DATA UNDER STUDY Start Marker

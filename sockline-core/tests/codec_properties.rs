//! Property tests for the frame codec and fragment assembly

use proptest::prelude::*;
use sockline_core::frame::{decode, encode};
use sockline_core::protocol::constants::DEFAULT_MAX_FRAME_SIZE;
use sockline_core::{Assembled, Decoded, Frame, Message, MessageAssembler, Opcode};

const MAX: u64 = DEFAULT_MAX_FRAME_SIZE as u64;

fn arb_opcode() -> impl Strategy<Value = Opcode> {
    prop_oneof![
        Just(Opcode::Text),
        Just(Opcode::Binary),
        Just(Opcode::Close),
        Just(Opcode::Ping),
        Just(Opcode::Pong),
    ]
}

fn decode_one(wire: &[u8]) -> (Frame, usize) {
    match decode(wire, MAX) {
        Ok(Decoded::Complete { frame, consumed }) => (frame, consumed),
        other => panic!("expected a complete frame, got {:?}", other),
    }
}

proptest! {
    #![proptest_config(ProptestConfig::with_cases(256))]

    /// decode(encode(op, p)) yields the same opcode and payload.
    #[test]
    fn encode_decode_roundtrip(op in arb_opcode(), payload in prop::collection::vec(any::<u8>(), 0..2048)) {
        let wire = encode(op, &payload);
        let (frame, consumed) = decode_one(&wire);

        prop_assert!(frame.fin);
        prop_assert!(!frame.is_masked());
        prop_assert_eq!(frame.opcode, op);
        prop_assert_eq!(&frame.payload[..], &payload[..]);
        prop_assert_eq!(consumed, wire.len());
    }

    /// A masked client frame decodes to its plaintext payload.
    #[test]
    fn masked_frames_unmask(key in any::<[u8; 4]>(), payload in prop::collection::vec(any::<u8>(), 0..512)) {
        let wire = Frame::binary(payload.clone()).masked(key).to_bytes();
        let (frame, _) = decode_one(&wire);

        prop_assert_eq!(frame.mask, Some(key));
        prop_assert_eq!(&frame.payload[..], &payload[..]);
    }

    /// Every strict prefix of a frame is reported as incomplete.
    #[test]
    fn prefixes_are_incomplete(payload in prop::collection::vec(any::<u8>(), 0..300), cut in any::<prop::sample::Index>()) {
        let wire = encode(Opcode::Binary, &payload);
        let cut = cut.index(wire.len());

        let is_incomplete = matches!(decode(&wire[..cut], MAX), Ok(Decoded::Incomplete { .. }));
        prop_assert!(is_incomplete);
    }

    /// Splitting a message into fragments never changes what is delivered.
    #[test]
    fn fragments_reassemble(payload in prop::collection::vec(any::<u8>(), 1..1024), pieces in 1usize..8) {
        let mut assembler = MessageAssembler::default();
        let chunk = (payload.len() + pieces - 1) / pieces;
        let chunks: Vec<&[u8]> = payload.chunks(chunk).collect();

        let mut delivered = None;
        for (i, part) in chunks.iter().enumerate() {
            let opcode = if i == 0 { Opcode::Binary } else { Opcode::Continuation };
            let fin = i + 1 == chunks.len();
            let frame = Frame::new(opcode, part.to_vec()).fin(fin);

            match assembler.push(frame).unwrap() {
                Assembled::Message(message) => delivered = Some(message),
                Assembled::Pending => prop_assert!(!fin),
                Assembled::Dropped { .. } => prop_assert!(false, "message should fit"),
            }
        }

        prop_assert_eq!(delivered, Some(Message::binary(payload)));
    }
}

#[test]
fn roundtrip_at_length_boundaries() {
    for len in [0usize, 1, 124, 125, 126, 65535, 65536, DEFAULT_MAX_FRAME_SIZE - 1] {
        let payload: Vec<u8> = (0..len).map(|i| (i % 256) as u8).collect();
        let wire = encode(Opcode::Binary, &payload);
        let (frame, consumed) = decode_one(&wire);

        assert_eq!(frame.payload.len(), len, "length {}", len);
        assert_eq!(&frame.payload[..], &payload[..]);
        assert_eq!(consumed, wire.len());
    }
}

#[test]
fn frame_at_limit_is_rejected() {
    let payload = vec![0u8; DEFAULT_MAX_FRAME_SIZE];
    let wire = encode(Opcode::Binary, &payload);

    assert!(decode(&wire, MAX).is_err());
}
//! WebSocket frame parsing and serialization
//!
//! Stateless codec for the RFC 6455 wire format. [`decode`] looks at the front
//! of a byte buffer and either produces one frame (reporting how many bytes it
//! used), asks for more bytes, or rejects the frame. Buffering across reads is
//! the caller's job. [`encode`] produces the unmasked frames a server sends.
//!
//! ```text
//!  0                   1                   2                   3
//!  0 1 2 3 4 5 6 7 8 9 0 1 2 3 4 5 6 7 8 9 0 1 2 3 4 5 6 7 8 9 0 1
//! +-+-+-+-+-------+-+-------------+-------------------------------+
//! |F|R|R|R| opcode|M| Payload len |    Extended payload length    |
//! |I|S|S|S|  (4)  |A|     (7)     |             (16/64)           |
//! |N|V|V|V|       |S|             |   (if payload len==126/127)   |
//! | |1|2|3|       |K|             |                               |
//! +-+-+-+-+-------+-+-------------+ - - - - - - - - - - - - - - - +
//! |     Extended payload length continued, if payload len == 127  |
//! + - - - - - - - - - - - - - - - +-------------------------------+
//! |                               |Masking-key, if MASK set to 1  |
//! +-------------------------------+-------------------------------+
//! | Masking-key (continued)       |          Payload Data         |
//! +-------------------------------- - - - - - - - - - - - - - - - +
//! ```

use crate::{
    error::FrameError,
    protocol::{frame::*, Opcode},
};
use bytes::{BufMut, Bytes, BytesMut};

/// Represents a WebSocket frame according to RFC 6455
#[derive(Debug, Clone, PartialEq, Eq)]
pub struct Frame {
    /// Indicates if this is the final frame in a message
    pub fin: bool,
    /// Frame opcode
    pub opcode: Opcode,
    /// Masking key, present iff the MASK bit is set
    pub mask: Option<[u8; 4]>,
    /// Payload data, always unmasked
    pub payload: Bytes,
}

impl Frame {
    /// Create a final, unmasked frame with the given opcode and payload
    pub fn new(opcode: Opcode, payload: impl Into<Bytes>) -> Self {
        Self {
            fin: true,
            opcode,
            mask: None,
            payload: payload.into(),
        }
    }

    /// Create a continuation frame
    pub fn continuation(payload: impl Into<Bytes>) -> Self {
        Self::new(Opcode::Continuation, payload)
    }

    /// Create a text frame
    pub fn text(payload: impl Into<Bytes>) -> Self {
        Self::new(Opcode::Text, payload)
    }

    /// Create a binary frame
    pub fn binary(payload: impl Into<Bytes>) -> Self {
        Self::new(Opcode::Binary, payload)
    }

    /// Create a close frame; the reason is only sent along with a code
    pub fn close(code: Option<u16>, reason: &str) -> Self {
        let mut payload = BytesMut::new();

        if let Some(code) = code {
            payload.put_u16(code);
            payload.put_slice(reason.as_bytes());
        }

        Self::new(Opcode::Close, payload.freeze())
    }

    /// Create a ping frame
    pub fn ping(payload: impl Into<Bytes>) -> Self {
        Self::new(Opcode::Ping, payload)
    }

    /// Create a pong frame
    pub fn pong(payload: impl Into<Bytes>) -> Self {
        Self::new(Opcode::Pong, payload)
    }

    /// Set the FIN bit
    pub fn fin(mut self, fin: bool) -> Self {
        self.fin = fin;
        self
    }

    /// Mask the frame with `key` when written (client-to-server frames)
    pub fn masked(mut self, key: [u8; 4]) -> Self {
        self.mask = Some(key);
        self
    }

    /// Check if this is a control frame
    pub fn is_control(&self) -> bool {
        self.opcode.is_control()
    }

    /// Check if the MASK bit is set
    pub fn is_masked(&self) -> bool {
        self.mask.is_some()
    }

    /// Get the payload length
    pub fn payload_len(&self) -> u64 {
        self.payload.len() as u64
    }

    /// Serialize the frame to bytes
    pub fn to_bytes(&self) -> Bytes {
        let mut buf = BytesMut::with_capacity(MAX_HEADER_LEN + self.payload.len());
        self.write_to(&mut buf);
        buf.freeze()
    }

    /// Write the frame to a buffer, masking the payload if a key is set
    pub fn write_to(&self, buf: &mut BytesMut) {
        write_header(buf, self.fin, self.opcode, self.mask, self.payload.len());

        let start = buf.len();
        buf.put_slice(&self.payload);
        if let Some(key) = self.mask {
            apply_mask(&mut buf[start..], key);
        }
    }
}

/// Outcome of a successful [`decode`] call
#[derive(Debug, Clone, PartialEq, Eq)]
pub enum Decoded {
    /// A whole frame was available
    Complete {
        /// The decoded, unmasked frame
        frame: Frame,
        /// Bytes of the input the frame occupied
        consumed: usize,
    },
    /// The buffer holds only part of a frame
    Incomplete {
        /// Lower bound on the bytes still missing
        needed: usize,
    },
}

/// Decode one frame from the front of `buf`
///
/// Payloads declaring a length of `max_payload` or more are rejected as soon
/// as the length field has arrived, before any payload is buffered.
pub fn decode(buf: &[u8], max_payload: u64) -> Result<Decoded, FrameError> {
    if buf.len() < 2 {
        return Ok(Decoded::Incomplete {
            needed: 2 - buf.len(),
        });
    }

    let first_byte = buf[0];
    if first_byte & RSV_BITS != 0 {
        return Err(FrameError::ReservedBitsSet);
    }

    let fin = first_byte & FIN_BIT != 0;
    let opcode = Opcode::from_u8(first_byte & OPCODE_MASK)
        .ok_or(FrameError::InvalidOpcode(first_byte & OPCODE_MASK))?;
    if opcode.is_control() && !fin {
        return Err(FrameError::FragmentedControlFrame);
    }

    let second_byte = buf[1];
    let masked = second_byte & MASK_BIT != 0;

    let (payload_len, mut offset) = match second_byte & PAYLOAD_LEN_MASK {
        PAYLOAD_LEN_16 => {
            if buf.len() < 4 {
                return Ok(Decoded::Incomplete {
                    needed: 4 - buf.len(),
                });
            }
            (u64::from(u16::from_be_bytes([buf[2], buf[3]])), 4)
        }
        PAYLOAD_LEN_64 => {
            if buf.len() < 10 {
                return Ok(Decoded::Incomplete {
                    needed: 10 - buf.len(),
                });
            }
            let mut len = [0u8; 8];
            len.copy_from_slice(&buf[2..10]);
            (u64::from_be_bytes(len), 10)
        }
        len => (u64::from(len), 2),
    };

    if payload_len >= max_payload {
        return Err(FrameError::TooLarge {
            size: payload_len,
            max: max_payload,
        });
    }
    let payload_len = usize::try_from(payload_len).map_err(|_| FrameError::TooLarge {
        size: payload_len,
        max: max_payload,
    })?;

    let mask = if masked {
        if buf.len() < offset + MASKING_KEY_LEN {
            return Ok(Decoded::Incomplete {
                needed: offset + MASKING_KEY_LEN + payload_len - buf.len(),
            });
        }
        let mut key = [0u8; MASKING_KEY_LEN];
        key.copy_from_slice(&buf[offset..offset + MASKING_KEY_LEN]);
        offset += MASKING_KEY_LEN;
        Some(key)
    } else {
        None
    };

    let frame_len = offset + payload_len;
    if buf.len() < frame_len {
        return Ok(Decoded::Incomplete {
            needed: frame_len - buf.len(),
        });
    }

    let mut payload = BytesMut::from(&buf[offset..frame_len]);
    if let Some(key) = mask {
        apply_mask(&mut payload, key);
    }

    Ok(Decoded::Complete {
        frame: Frame {
            fin,
            opcode,
            mask,
            payload: payload.freeze(),
        },
        consumed: frame_len,
    })
}

/// Encode a final, unmasked frame as a server sends it
pub fn encode(opcode: Opcode, payload: &[u8]) -> Bytes {
    let mut buf = BytesMut::with_capacity(encoded_len(payload.len()));
    write_header(&mut buf, true, opcode, None, payload.len());
    buf.put_slice(payload);
    buf.freeze()
}

/// Size of an unmasked frame carrying `payload_len` bytes
pub fn encoded_len(payload_len: usize) -> usize {
    let header = if payload_len < usize::from(PAYLOAD_LEN_16) {
        2
    } else if payload_len <= usize::from(u16::MAX) {
        4
    } else {
        10
    };
    header + payload_len
}

/// XOR `data` in place with `key[i % 4]`; applying it twice is the identity
pub fn apply_mask(data: &mut [u8], key: [u8; 4]) {
    for (i, byte) in data.iter_mut().enumerate() {
        *byte ^= key[i & 3];
    }
}

fn write_header(buf: &mut BytesMut, fin: bool, opcode: Opcode, mask: Option<[u8; 4]>, len: usize) {
    let fin_bit = if fin { FIN_BIT } else { 0 };
    buf.put_u8(fin_bit | opcode.value());

    let mask_bit = if mask.is_some() { MASK_BIT } else { 0 };
    if len < usize::from(PAYLOAD_LEN_16) {
        buf.put_u8(mask_bit | len as u8);
    } else if len <= usize::from(u16::MAX) {
        buf.put_u8(mask_bit | PAYLOAD_LEN_16);
        buf.put_u16(len as u16);
    } else {
        buf.put_u8(mask_bit | PAYLOAD_LEN_64);
        buf.put_u64(len as u64);
    }

    if let Some(key) = mask {
        buf.put_slice(&key);
    }
}

#[cfg(test)]
mod tests {
    use super::*;

    const MAX: u64 = crate::protocol::constants::DEFAULT_MAX_FRAME_SIZE as u64;

    fn complete(buf: &[u8]) -> (Frame, usize) {
        match decode(buf, MAX).unwrap() {
            Decoded::Complete { frame, consumed } => (frame, consumed),
            other => panic!("expected a complete frame, got {:?}", other),
        }
    }

    #[test]
    fn test_text_frame_encoding() {
        let bytes = encode(Opcode::Text, b"hello");

        assert_eq!(bytes[0], 0x81); // FIN=1, RSV=000, Opcode=0001
        assert_eq!(bytes[1], 0x05); // MASK=0, Length=5
        assert_eq!(&bytes[2..], b"hello");
    }

    #[test]
    fn test_length_forms() {
        let bytes = encode(Opcode::Binary, &[0u8; 125]);
        assert_eq!(bytes[1], 125);
        assert_eq!(bytes.len(), 2 + 125);

        let bytes = encode(Opcode::Binary, &[0u8; 126]);
        assert_eq!(&bytes[1..4], &[126, 0x00, 0x7E]);

        let bytes = encode(Opcode::Binary, &vec![0u8; 65535]);
        assert_eq!(&bytes[1..4], &[126, 0xFF, 0xFF]);
        assert_eq!(bytes.len(), encoded_len(65535));

        let bytes = encode(Opcode::Binary, &vec![0u8; 65536]);
        assert_eq!(bytes[1], 127);
        assert_eq!(&bytes[2..10], &65536u64.to_be_bytes());
        assert_eq!(bytes.len(), encoded_len(65536));
    }

    #[test]
    fn test_decode_masked_rfc_example() {
        // RFC 6455 section 5.7: a single-frame masked text message "Hello"
        let wire = [0x81, 0x85, 0x37, 0xfa, 0x21, 0x3d, 0x7f, 0x9f, 0x4d, 0x51, 0x58];
        let (frame, consumed) = complete(&wire);

        assert!(frame.fin);
        assert_eq!(frame.opcode, Opcode::Text);
        assert_eq!(frame.mask, Some([0x37, 0xfa, 0x21, 0x3d]));
        assert_eq!(frame.payload, "Hello");
        assert_eq!(consumed, wire.len());
    }

    #[test]
    fn test_decode_unmasked_ping() {
        let wire = [0x89, 0x05, b'H', b'e', b'l', b'l', b'o'];
        let (frame, _) = complete(&wire);

        assert!(frame.is_control());
        assert!(!frame.is_masked());
        assert_eq!(frame.opcode, Opcode::Ping);
        assert_eq!(frame.payload_len(), 5);
    }

    #[test]
    fn test_decode_incomplete() {
        assert_eq!(decode(&[], MAX).unwrap(), Decoded::Incomplete { needed: 2 });
        assert_eq!(decode(&[0x81], MAX).unwrap(), Decoded::Incomplete { needed: 1 });
        assert_eq!(
            decode(&[0x82, 126, 0x01], MAX).unwrap(),
            Decoded::Incomplete { needed: 1 }
        );
        assert_eq!(
            decode(&[0x82, 127, 0, 0], MAX).unwrap(),
            Decoded::Incomplete { needed: 6 }
        );
        assert_eq!(
            decode(&[0x81, 0x85, 0x37, 0xfa, 0x21, 0x3d, 0x7f], MAX).unwrap(),
            Decoded::Incomplete { needed: 4 }
        );
    }

    #[test]
    fn test_decode_64bit_length() {
        let payload: Vec<u8> = (0..70_000u32).map(|i| (i % 251) as u8).collect();
        let wire = Frame::binary(payload.clone())
            .masked([1, 2, 3, 4])
            .to_bytes();

        assert_eq!(wire[1], MASK_BIT | PAYLOAD_LEN_64);
        let (frame, consumed) = complete(&wire);
        assert_eq!(consumed, wire.len());
        assert_eq!(&frame.payload[..], &payload[..]);
    }

    #[test]
    fn test_decode_rejects_oversized_header() {
        let mut wire = vec![0x82, 127];
        wire.extend_from_slice(&MAX.to_be_bytes());

        assert_eq!(
            decode(&wire, MAX),
            Err(FrameError::TooLarge { size: MAX, max: MAX })
        );

        let mut wire = vec![0x82, 127];
        wire.extend_from_slice(&(MAX - 1).to_be_bytes());
        assert!(matches!(decode(&wire, MAX), Ok(Decoded::Incomplete { .. })));
    }

    #[test]
    fn test_decode_rejects_invalid_headers() {
        assert_eq!(decode(&[0x83, 0x00], MAX), Err(FrameError::InvalidOpcode(0x3)));
        assert_eq!(decode(&[0x8B, 0x00], MAX), Err(FrameError::InvalidOpcode(0xB)));
        assert_eq!(decode(&[0xC1, 0x00], MAX), Err(FrameError::ReservedBitsSet));
        assert_eq!(
            decode(&[0x09, 0x00], MAX),
            Err(FrameError::FragmentedControlFrame)
        );
    }

    #[test]
    fn test_trailing_bytes_are_left() {
        let mut wire = BytesMut::new();
        Frame::text("first").masked([9, 8, 7, 6]).write_to(&mut wire);
        Frame::ping("second").write_to(&mut wire);

        let (first, consumed) = complete(&wire);
        assert_eq!(first.payload, "first");

        let (second, rest) = complete(&wire[consumed..]);
        assert_eq!(second.opcode, Opcode::Ping);
        assert_eq!(second.payload, "second");
        assert_eq!(consumed + rest, wire.len());
    }

    #[test]
    fn test_masking_with_known_key() {
        let key = [0x12, 0x34, 0x56, 0x78];
        let original = b"masking test payload".to_vec();

        let mut data = original.clone();
        apply_mask(&mut data, key);
        assert_eq!(&data[..4], &[b'm' ^ 0x12, b'a' ^ 0x34, b's' ^ 0x56, b'k' ^ 0x78]);
        assert_ne!(data, original);

        apply_mask(&mut data, key);
        assert_eq!(data, original);
    }

    #[test]
    fn test_close_frame() {
        let bytes = Frame::close(Some(1000), "Goodbye").to_bytes();

        assert_eq!(bytes[0], 0x88); // FIN=1, Opcode=8
        assert_eq!(bytes[1], 0x09); // 2 bytes code + 7 bytes reason
        assert_eq!(&bytes[2..4], &1000u16.to_be_bytes());
        assert_eq!(&bytes[4..], b"Goodbye");

        assert_eq!(&Frame::close(None, "ignored").to_bytes()[..], &[0x88, 0x00]);
    }

    #[test]
    fn test_non_final_frame_header() {
        let bytes = Frame::text("ab").fin(false).to_bytes();
        assert_eq!(bytes[0], 0x01);

        let bytes = Frame::continuation("cd").to_bytes();
        assert_eq!(bytes[0], 0x80);
    }
}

DATA UNDER STUDY End Marker

WORK TO BE COMPLETED: Pick out each line above that includes "Option" and show it.

EXERCISE SOLUTION:
    pub mask: Option<[u8; 4]>,
    pub fn close(code: Option<u16>, reason: &str) -> Self {
fn write_header(buf: &mut BytesMut, fin: bool, opcode: Opcode, mask: Option<[u8; 4]>, len: usize) {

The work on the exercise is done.